European Medicines Agency insists regulatory process was not rushed, amid reports it was under pressure
The European Medicines Agency, which is evaluating the safety and efficacy of vaccines against Covid-19 in its role as the EU’s healthcare regulator, has said that hacked internal emails relating to its vaccine evaluation that have been published online have been altered in a way that could harm public trust.
“Some of the correspondence has been manipulated by the perpetrators prior to publication in a way which could undermine trust in vaccines,” the EMA said on 15 January. It did not provide any information on the nature of what was manipulated or how.
The EMA insisted that, although there is “an urgent public health need” to make vaccines available as soon as possible, “there has always been consensus across the EU not to compromise the high-quality standards and to base any [EMA] recommendation on the strength of the scientific evidence on a vaccine’s safety, quality and efficacy, and nothing else”.
On 16 January, the newspaper Le Monde reported that documents hacked from the EMA had been published on the ‘dark web’—the part of the internet that is not visible to normal search engines and can only be accessed with specific software.

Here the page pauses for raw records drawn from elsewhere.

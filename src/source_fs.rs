//! Local feed files.
//!
//! Walks `root`, applying include and exclude globs to paths relative to
//! the root. `.xml` files are parsed as RSS/Atom feeds (keyword-filtered
//! like the network feed, without an age cutoff); `.json` files hold either
//! an array of listing objects or an object with an `items` array, read the
//! same way as the JSON API. Useful for seeding, offline runs, and tests.

use async_trait::async_trait;
use chrono::Utc;
use globset::{Glob, GlobSet, GlobSetBuilder};
use std::path::Path;
use walkdir::WalkDir;

use crate::config::FilesystemSourceConfig;
use crate::error::{DiscoveryError, Result};
use crate::models::{RawListing, SourceKind};
use crate::source_api::listings_from_json;
use crate::source_rss::{entry_to_listing, filter_entries, parse_feed};
use crate::traits::GrantSource;

pub struct FilesystemSource {
    name: String,
    config: FilesystemSourceConfig,
}

impl FilesystemSource {
    pub fn new(name: String, config: FilesystemSourceConfig) -> Self {
        Self { name, config }
    }

    fn scan(&self) -> std::result::Result<Vec<RawListing>, String> {
        let root = &self.config.root;
        if !root.exists() {
            return Err(format!("root does not exist: {}", root.display()));
        }

        let include_set = build_globset(&self.config.include_globs)?;
        let mut excludes = vec!["**/.git/**".to_string()];
        excludes.extend(self.config.exclude_globs.clone());
        let exclude_set = build_globset(&excludes)?;

        let mut files = Vec::new();
        for entry in WalkDir::new(root) {
            let entry = entry.map_err(|e| e.to_string())?;
            if !entry.file_type().is_file() {
                continue;
            }
            let path = entry.path();
            let relative = path.strip_prefix(root).unwrap_or(path);
            let rel_str = relative.to_string_lossy().replace('\\', "/");
            if exclude_set.is_match(&rel_str) || !include_set.is_match(&rel_str) {
                continue;
            }
            files.push((path.to_path_buf(), rel_str));
        }
        files.sort_by(|a, b| a.1.cmp(&b.1));

        let mut listings = Vec::new();
        for (path, rel) in files {
            let found = self
                .read_file(&path)
                .map_err(|e| format!("{}: {}", rel, e))?;
            tracing::debug!(
                source = %self.name,
                file = %rel,
                items = found.len(),
                "read feed file"
            );
            listings.extend(found);
        }
        Ok(listings)
    }

    fn read_file(&self, path: &Path) -> std::result::Result<Vec<RawListing>, String> {
        let bytes = std::fs::read(path).map_err(|e| e.to_string())?;
        match path.extension().and_then(|e| e.to_str()) {
            Some("json") => {
                let body: serde_json::Value =
                    serde_json::from_slice(&bytes).map_err(|e| e.to_string())?;
                let items_path = if body.is_array() { "" } else { "items" };
                let mut listings =
                    listings_from_json(&self.name, SourceKind::Filesystem, &body, items_path)?;
                for l in &mut listings {
                    if l.source_url.is_none() {
                        l.source_url = Some(format!("file://{}", path.display()));
                    }
                }
                Ok(listings)
            }
            _ => {
                let entries = parse_feed(&bytes)?;
                let kept = filter_entries(entries, &self.config.keywords, None, Utc::now());
                Ok(kept
                    .into_iter()
                    .map(|e| entry_to_listing(&self.name, SourceKind::Filesystem, e))
                    .collect())
            }
        }
    }
}

#[async_trait]
impl GrantSource for FilesystemSource {
    fn name(&self) -> &str {
        &self.name
    }

    fn description(&self) -> &str {
        "Local RSS/Atom and JSON feed files"
    }

    fn kind(&self) -> SourceKind {
        SourceKind::Filesystem
    }

    async fn fetch(&self) -> Result<Vec<RawListing>> {
        self.scan()
            .map_err(|e| DiscoveryError::fetch(self.source_label(), e))
    }
}

fn build_globset(patterns: &[String]) -> std::result::Result<GlobSet, String> {
    let mut builder = GlobSetBuilder::new();
    for pattern in patterns {
        builder.add(Glob::new(pattern).map_err(|e| e.to_string())?);
    }
    builder.build().map_err(|e| e.to_string())
}

#[cfg(test)]
mod tests {
    use super::*;
    use tempfile::TempDir;

    fn source(root: &Path) -> FilesystemSource {
        FilesystemSource::new(
            "seed".to_string(),
            FilesystemSourceConfig {
                root: root.to_path_buf(),
                include_globs: vec!["**/*.xml".into(), "**/*.json".into()],
                exclude_globs: vec!["skip/**".into()],
                keywords: vec![],
                weight: None,
            },
        )
    }

    #[tokio::test]
    async fn test_reads_xml_and_json_files() {
        let tmp = TempDir::new().unwrap();
        std::fs::write(
            tmp.path().join("feed.xml"),
            r#"<rss><channel><item><title>Roof Grant</title><guid>r1</guid></item></channel></rss>"#,
        )
        .unwrap();
        std::fs::write(
            tmp.path().join("programs.json"),
            r#"{"items": [{"id": "p1", "name": "Porch Repair", "agency": "City"}]}"#,
        )
        .unwrap();
        std::fs::create_dir_all(tmp.path().join("skip")).unwrap();
        std::fs::write(tmp.path().join("skip/ignored.json"), "[]").unwrap();
        std::fs::write(tmp.path().join("notes.txt"), "not a feed").unwrap();

        let listings = source(tmp.path()).fetch().await.unwrap();
        let ids: Vec<_> = listings.iter().map(|l| l.source_item_id.as_str()).collect();
        assert_eq!(ids, vec!["r1", "p1"]);
        assert!(listings.iter().all(|l| l.source_kind == SourceKind::Filesystem));
        assert_eq!(listings[1].fields.get("agency").map(String::as_str), Some("City"));
    }

    #[tokio::test]
    async fn test_missing_root_is_fetch_error() {
        let tmp = TempDir::new().unwrap();
        let err = source(&tmp.path().join("nope")).fetch().await.unwrap_err();
        assert!(matches!(err, DiscoveryError::Fetch { .. }));
    }

    #[tokio::test]
    async fn test_malformed_file_fails_source() {
        let tmp = TempDir::new().unwrap();
        std::fs::write(tmp.path().join("broken.json"), "{ not json").unwrap();
        assert!(source(tmp.path()).fetch().await.is_err());
    }
}
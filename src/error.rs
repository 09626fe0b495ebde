//! Error taxonomy for discovery and review.
//!
//! Fetch errors are recovered inside a run (counted in the run's error log).
//! Validation, state, and lookup errors are surfaced to the caller verbatim
//! and map onto HTTP status codes in [`crate::server`].

use thiserror::Error;

#[derive(Error, Debug)]
pub enum DiscoveryError {
    /// Network or parse failure on a single source.
    #[error("fetch failed for {source_name}: {message}")]
    Fetch {
        source_name: String,
        message: String,
    },

    /// Malformed input from an admin or caller.
    #[error("validation failed: {0}")]
    Validation(String),

    /// The grant has already been decided.
    #[error("invalid state: {0}")]
    InvalidState(String),

    #[error("not found: {0}")]
    NotFound(String),

    #[error("unauthorized: {0}")]
    Unauthorized(String),

    #[error("database error: {0}")]
    Database(#[from] sqlx::Error),

    #[error("internal error: {0}")]
    Internal(#[from] anyhow::Error),
}

impl DiscoveryError {
    pub fn fetch(source_name: impl Into<String>, err: impl std::fmt::Display) -> Self {
        DiscoveryError::Fetch {
            source_name: source_name.into(),
            message: err.to_string(),
        }
    }

    pub fn validation(message: impl Into<String>) -> Self {
        DiscoveryError::Validation(message.into())
    }

    pub fn not_found(message: impl Into<String>) -> Self {
        DiscoveryError::NotFound(message.into())
    }

    pub fn invalid_state(message: impl Into<String>) -> Self {
        DiscoveryError::InvalidState(message.into())
    }

    /// Machine-readable code used in HTTP error bodies.
    pub fn code(&self) -> &'static str {
        match self {
            DiscoveryError::Fetch { .. } => "fetch_error",
            DiscoveryError::Validation(_) => "validation_error",
            DiscoveryError::InvalidState(_) => "invalid_state",
            DiscoveryError::NotFound(_) => "not_found",
            DiscoveryError::Unauthorized(_) => "unauthorized",
            DiscoveryError::Database(_) | DiscoveryError::Internal(_) => "internal",
        }
    }
}

pub type Result<T, E = DiscoveryError> = std::result::Result<T, E>;
//! Confidence scoring for discovered grants.
//!
//! Confidence estimates how much of a listing the extractor recovered and
//! how far the source can be trusted:
//!
//! ```text
//! confidence = (present_fields / expected_fields) × source_weight
//! ```
//!
//! clamped to `[0, 1]`. The function is deterministic; there is no retry or
//! probabilistic modeling involved.

use crate::models::{Extracted, FieldName};

pub fn completeness_ratio(extracted: &Extracted) -> f64 {
    extracted.present_count() as f64 / FieldName::EXPECTED.len() as f64
}

pub fn confidence_score(extracted: &Extracted, source_weight: f64) -> f64 {
    (completeness_ratio(extracted) * source_weight).clamp(0.0, 1.0)
}

/// Human-readable label for a confidence score.
pub fn confidence_label(score: f64) -> &'static str {
    if score >= 0.8 {
        "High"
    } else if score >= 0.5 {
        "Medium"
    } else {
        "Low"
    }
}
//! Discovery statistics.
//!
//! Aggregates run history and the review queue into one overview, shown by
//! `grants stats` and served at `GET /api/discovery/stats`.

use serde::Serialize;
use sqlx::{Row, SqlitePool};

use crate::error::Result;
use crate::models::ts_to_datetime;

#[derive(Debug, Clone, Serialize)]
pub struct SourceBreakdown {
    pub source_kind: String,
    pub source_name: String,
    pub discovered: i64,
    pub pending: i64,
    pub approved: i64,
}

#[derive(Debug, Clone, Serialize)]
pub struct DiscoveryStats {
    pub total_runs: i64,
    pub total_discovered: i64,
    pub total_duplicates: i64,
    pub pending: i64,
    pub approved: i64,
    pub rejected: i64,
    pub duplicates_marked: i64,
    pub avg_confidence: Option<f64>,
    pub last_run_at: Option<String>,
    pub sources: Vec<SourceBreakdown>,
}

pub async fn discovery_stats(pool: &SqlitePool) -> Result<DiscoveryStats> {
    let total_runs: i64 = sqlx::query_scalar("SELECT COUNT(*) FROM discovery_runs")
        .fetch_one(pool)
        .await?;
    let last_run_at: Option<i64> = sqlx::query_scalar("SELECT MAX(started_at) FROM discovery_runs")
        .fetch_one(pool)
        .await?;

    let row = sqlx::query(
        r#"
        SELECT
            COUNT(*) AS total,
            COALESCE(SUM(CASE WHEN match_class = 'probable_duplicate' THEN 1 ELSE 0 END), 0) AS probable,
            COALESCE(SUM(CASE WHEN review_status = 'pending' THEN 1 ELSE 0 END), 0) AS pending,
            COALESCE(SUM(CASE WHEN review_status = 'approved' THEN 1 ELSE 0 END), 0) AS approved,
            COALESCE(SUM(CASE WHEN review_status = 'rejected' THEN 1 ELSE 0 END), 0) AS rejected,
            COALESCE(SUM(CASE WHEN review_status = 'duplicate' THEN 1 ELSE 0 END), 0) AS duplicate,
            AVG(confidence_score) AS avg_confidence
        FROM discovered_grants
        "#,
    )
    .fetch_one(pool)
    .await?;

    let source_rows = sqlx::query(
        r#"
        SELECT source_kind, source_name,
               COUNT(*) AS discovered,
               COALESCE(SUM(CASE WHEN review_status = 'pending' THEN 1 ELSE 0 END), 0) AS pending,
               COALESCE(SUM(CASE WHEN review_status = 'approved' THEN 1 ELSE 0 END), 0) AS approved
        FROM discovered_grants
        GROUP BY source_kind, source_name
        ORDER BY source_kind, source_name
        "#,
    )
    .fetch_all(pool)
    .await?;

    let sources = source_rows
        .iter()
        .map(|r| SourceBreakdown {
            source_kind: r.get("source_kind"),
            source_name: r.get("source_name"),
            discovered: r.get("discovered"),
            pending: r.get("pending"),
            approved: r.get("approved"),
        })
        .collect();

    Ok(DiscoveryStats {
        total_runs,
        total_discovered: row.get("total"),
        total_duplicates: row.get("probable"),
        pending: row.get("pending"),
        approved: row.get("approved"),
        rejected: row.get("rejected"),
        duplicates_marked: row.get("duplicate"),
        avg_confidence: row.get("avg_confidence"),
        last_run_at: last_run_at.map(|ts| ts_to_datetime(ts).to_rfc3339()),
        sources,
    })
}

/// Prints the overview for `grants stats`.
pub fn print_stats(stats: &DiscoveryStats) {
    println!("Grant Discovery — Stats");
    println!("=======================");
    println!();
    println!("  Runs:              {}", stats.total_runs);
    println!(
        "  Last run:          {}",
        stats.last_run_at.as_deref().unwrap_or("never")
    );
    println!("  Discovered:        {}", stats.total_discovered);
    println!("  Probable dups:     {}", stats.total_duplicates);
    println!(
        "  Avg confidence:    {}",
        stats
            .avg_confidence
            .map(|c| format!("{:.2}", c))
            .unwrap_or_else(|| "-".to_string())
    );
    println!();
    println!("  Review queue:");
    println!("    pending:   {}", stats.pending);
    println!("    approved:  {}", stats.approved);
    println!("    rejected:  {}", stats.rejected);
    println!("    duplicate: {}", stats.duplicates_marked);

    if !stats.sources.is_empty() {
        println!();
        println!(
            "  {:<12} {:<20} {:>10} {:>8} {:>9}",
            "KIND", "SOURCE", "DISCOVERED", "PENDING", "APPROVED"
        );
        for s in &stats.sources {
            println!(
                "  {:<12} {:<20} {:>10} {:>8} {:>9}",
                s.source_kind, s.source_name, s.discovered, s.pending, s.approved
            );
        }
    }
}
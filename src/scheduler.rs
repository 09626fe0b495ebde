//! Scheduled discovery runs using tokio-cron-scheduler.
//!
//! When `[schedule].enabled` is set, `grants serve` starts one cron job that
//! runs discovery over `[discovery].default_sources`, notifying according to
//! `[schedule].send_notification`.

use anyhow::Result;
use tokio_cron_scheduler::{Job, JobScheduler};

use crate::discovery::Pipeline;

pub async fn start_scheduler(pipeline: Pipeline) -> Result<JobScheduler> {
    let cron = pipeline.config.schedule.cron.clone();
    let send_notification = pipeline.config.schedule.send_notification;
    let scheduler = JobScheduler::new().await?;

    let job = Job::new_async(cron.as_str(), move |_uuid, _lock| {
        let pipeline = pipeline.clone();
        Box::pin(async move {
            let specs = pipeline.config.discovery.default_sources.clone();
            tracing::info!(sources = ?specs, "scheduled discovery run starting");
            match pipeline
                .run_discovery(&specs, send_notification)
                .await
            {
                Ok(run) => tracing::info!(
                    run_id = %run.id,
                    status = %run.status,
                    discovered = run.grants_discovered,
                    "scheduled discovery run finished"
                ),
                Err(e) => tracing::error!(error = %e, "scheduled discovery run failed"),
            }
        })
    })?;

    scheduler.add(job).await?;
    scheduler.start().await?;

    tracing::info!(cron = %cron, "discovery scheduler started");
    Ok(scheduler)
}
//! Source extension trait and registry.
//!
//! Every source of grant listings implements [`GrantSource`]. Built-in
//! sources (RSS feeds, a JSON API, local feed files) are created from the
//! config by [`SourceRegistry::from_config`]; callers embedding the library
//! can [`register`](SourceRegistry::register) their own.
//!
//! ```text
//! ┌──────────────────────────────────────────┐
//! │             SourceRegistry               │
//! │  ┌─────────┐ ┌─────────┐ ┌────────────┐  │
//! │  │  RSS    │ │  API    │ │ Filesystem │  │
//! │  └─────────┘ └─────────┘ └────────────┘  │
//! └──────────────┬───────────────────────────┘
//!                ▼
//!        select(specs) → discovery run
//! ```

use async_trait::async_trait;
use std::sync::Arc;

use crate::config::Config;
use crate::error::{DiscoveryError, Result};
use crate::models::{RawListing, SourceKind};

/// A source of raw grant listings.
///
/// # Example
///
/// ```rust
/// use async_trait::async_trait;
/// use grant_discovery::error::Result;
/// use grant_discovery::models::{RawListing, SourceKind};
/// use grant_discovery::traits::GrantSource;
///
/// pub struct StaticSource;
///
/// #[async_trait]
/// impl GrantSource for StaticSource {
///     fn name(&self) -> &str { "static" }
///     fn description(&self) -> &str { "A fixed list of listings" }
///     fn kind(&self) -> SourceKind { SourceKind::Api }
///
///     async fn fetch(&self) -> Result<Vec<RawListing>> {
///         Ok(vec![RawListing::text("static", SourceKind::Api, "1", "Roof Grant", "")])
///     }
/// }
/// ```
#[async_trait]
pub trait GrantSource: Send + Sync {
    /// Instance name from the config (e.g. `"grants_gov"`).
    fn name(&self) -> &str;

    fn description(&self) -> &str;

    fn kind(&self) -> SourceKind;

    /// `"{kind}:{name}"`, used in error logs and source selection.
    fn source_label(&self) -> String {
        format!("{}:{}", self.kind(), self.name())
    }

    /// Retrieves the current listings. Failures are reported as
    /// [`DiscoveryError::Fetch`] and recorded against the run.
    async fn fetch(&self) -> Result<Vec<RawListing>>;
}

/// Registry of configured sources.
#[derive(Clone, Default)]
pub struct SourceRegistry {
    sources: Vec<Arc<dyn GrantSource>>,
}

impl SourceRegistry {
    pub fn new() -> Self {
        Self {
            sources: Vec::new(),
        }
    }

    /// Builds every source named in the config.
    pub fn from_config(config: &Config) -> Result<Self> {
        use crate::source_api::ApiSource;
        use crate::source_fs::FilesystemSource;
        use crate::source_rss::RssSource;

        let client = crate::source_rss::http_client(&config.discovery)?;
        let mut registry = Self::new();

        for (name, cfg) in &config.sources.rss {
            registry.register(Arc::new(RssSource::new(
                name.clone(),
                cfg.clone(),
                client.clone(),
            )));
        }
        for (name, cfg) in &config.sources.api {
            registry.register(Arc::new(ApiSource::new(
                name.clone(),
                cfg.clone(),
                client.clone(),
            )));
        }
        for (name, cfg) in &config.sources.filesystem {
            registry.register(Arc::new(FilesystemSource::new(name.clone(), cfg.clone())));
        }

        Ok(registry)
    }

    pub fn register(&mut self, source: Arc<dyn GrantSource>) {
        self.sources.push(source);
    }

    pub fn sources(&self) -> &[Arc<dyn GrantSource>] {
        &self.sources
    }

    pub fn find(&self, kind: SourceKind, name: &str) -> Option<Arc<dyn GrantSource>> {
        self.sources
            .iter()
            .find(|s| s.kind() == kind && s.name() == name)
            .cloned()
    }

    /// Resolves source specifiers into the sources a run should check.
    ///
    /// A specifier is `all`, a kind (`rss`, `api`, `filesystem`), or
    /// `kind:name`. Duplicates are dropped while keeping registry order.
    /// Unknown specifiers and empty selections are validation errors.
    pub fn select(&self, specs: &[String]) -> Result<Vec<Arc<dyn GrantSource>>> {
        if specs.is_empty() {
            return Err(DiscoveryError::validation("no sources requested"));
        }

        let mut wanted = vec![false; self.sources.len()];
        for spec in specs {
            let spec = spec.trim();
            if spec == "all" {
                wanted.iter_mut().for_each(|w| *w = true);
                continue;
            }
            match spec.split_once(':') {
                Some((kind, name)) => {
                    let kind: SourceKind = kind.parse()?;
                    let idx = self
                        .sources
                        .iter()
                        .position(|s| s.kind() == kind && s.name() == name)
                        .ok_or_else(|| {
                            DiscoveryError::validation(format!("unknown source '{}'", spec))
                        })?;
                    wanted[idx] = true;
                }
                None => {
                    let kind: SourceKind = spec.parse()?;
                    for (i, s) in self.sources.iter().enumerate() {
                        if s.kind() == kind {
                            wanted[i] = true;
                        }
                    }
                }
            }
        }

        let selected: Vec<_> = self
            .sources
            .iter()
            .zip(wanted)
            .filter(|(_, w)| *w)
            .map(|(s, _)| s.clone())
            .collect();

        if selected.is_empty() {
            return Err(DiscoveryError::validation(format!(
                "no configured sources match {:?}",
                specs
            )));
        }
        Ok(selected)
    }

    pub fn is_empty(&self) -> bool {
        self.sources.is_empty()
    }

    pub fn len(&self) -> usize {
        self.sources.len()
    }
}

It said that, in one email from 19 November, a senior EMA official allegedly said a conference call with the European Commission took place in an atmosphere that was “rather tense, sometimes even a little unpleasant”, and that this was an indication of what the EMA might face in future “if expectations are not met”. Research Professional News has asked the EMA for comment.
The EMA recommended the approval of the Pfizer-BioNTech Covid-19 vaccine on 21 December and the Moderna vaccine on 6 January—several weeks after similar approvals in the UK and the US. The slower pace of the EU evaluation drew criticism from some wishing to see a faster regulatory process.
The agency said it will continue to “fully support” an ongoing criminal investigation into the hack.